01:13 AM on 12/05/2011
I agree. Pappy Boyington said it too and he knew first hand as well. He said he told his captors what he thought they wanted to know. It didn't matter that it was totally untrue it only matter that he didn't tell them to quickly or they'd beat for giving the info to quick!

And the Japanese thought they were justified in the use of torture...good to see we are now no better than our former enemies that we once condemned for these crimes!
05:17 PM on 12/04/2011
I'm not going to take a stand on the issue, since this is a grey area - torture MAY provide information that helps maintain national security, but the information may be wrong since it's given under duress. There's also the whole moral and ethical problem that come from torture; it's morally repugnant.

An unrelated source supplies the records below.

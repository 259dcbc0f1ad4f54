//! HTTP access log middleware
//!
//! Emits one event per request under the `access` target, replacing a
//! dedicated request log file. Route it to a file through `logging.file`.
//! Carries the id assigned by [`RequestIdMiddleware`](super::RequestIdMiddleware).

use actix_service::{Service, Transform};
use actix_web::{
    Error,
    dev::{ServiceRequest, ServiceResponse},
};
use futures_util::future::{LocalBoxFuture, Ready, ready};
use std::rc::Rc;
use std::time::Instant;
use tracing::{info, warn};

use super::request_id::RequestId;

#[derive(Clone, Default)]
pub struct AccessLogMiddleware;

impl<S, B> Transform<S, ServiceRequest> for AccessLogMiddleware
where
    S: Service<ServiceRequest, Response = ServiceResponse<B>, Error = Error> + 'static,
    B: 'static,
{
    type Response = ServiceResponse<B>;
    type Error = Error;
    type InitError = ();
    type Transform = AccessLogService<S>;
    type Future = Ready<Result<Self::Transform, Self::InitError>>;

    fn new_transform(&self, service: S) -> Self::Future {
        ready(Ok(AccessLogService {
            service: Rc::new(service),
        }))
    }
}

pub struct AccessLogService<S> {
    service: Rc<S>,
}

impl<S, B> Service<ServiceRequest> for AccessLogService<S>
where
    S: Service<ServiceRequest, Response = ServiceResponse<B>, Error = Error> + 'static,
    B: 'static,
{
    type Response = ServiceResponse<B>;
    type Error = Error;
    type Future = LocalBoxFuture<'static, Result<Self::Response, Self::Error>>;

    fn poll_ready(
        &self,
        ctx: &mut std::task::Context<'_>,
    ) -> std::task::Poll<Result<(), Self::Error>> {
        self.service.poll_ready(ctx)
    }

    fn call(&self, req: ServiceRequest) -> Self::Future {
        let srv = self.service.clone();
        let start = Instant::now();

        let method = req.method().to_string();
        let path = req.path().to_string();
        let peer = req
            .connection_info()
            .realip_remote_addr()
            .unwrap_or("-")
            .to_string();
        let request_id = RequestId::of(&req)
            .map(|id| id.0)
            .unwrap_or_else(|| "-".to_string());

        Box::pin(async move {
            let result = srv.call(req).await;
            let elapsed_ms = start.elapsed().as_secs_f64() * 1000.0;

            match &result {
                Ok(response) => info!(
                    target: "access",
                    request_id = %request_id,
                    peer = %peer,
                    method = %method,
                    path = %path,
                    status = response.status().as_u16(),
                    elapsed_ms,
                    "{} {} {}",
                    method,
                    path,
                    response.status().as_u16()
                ),
                Err(e) => warn!(
                    target: "access",
                    request_id = %request_id,
                    peer = %peer,
                    method = %method,
                    path = %path,
                    elapsed_ms,
                    "{} {} failed: {}",
                    method,
                    path,
                    e
                ),
            }

            result
        })
    }
}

It's wrong, but it sometimes works (most of the time it's completely useless as shown by the US's Abu Ghraib). I'd rather Harper encourage the gathering of some ethically collected intel or be a bit more careful with what we know.

It's only wrong once someone finds out. You'd think CSIS and the government would watch what gets released.
HUFFPOST SUPER USER
sfurr
11:10 AM on 12/06/2011
WTF? You just took a stand in offering support for the unjustifiable. "It's only wrong once someone finds out"? That's twisted.

If torture ever provides reliable information, it's more dumb luck than anything and of no use since it can't be distinguished from the trash that will be offered to avoid further torture.

So not only is it totally useless, it is morally repugnant under any circumstances. The very act is an affront to human dignity and the basic rights of man, however guilty, and can never be justified.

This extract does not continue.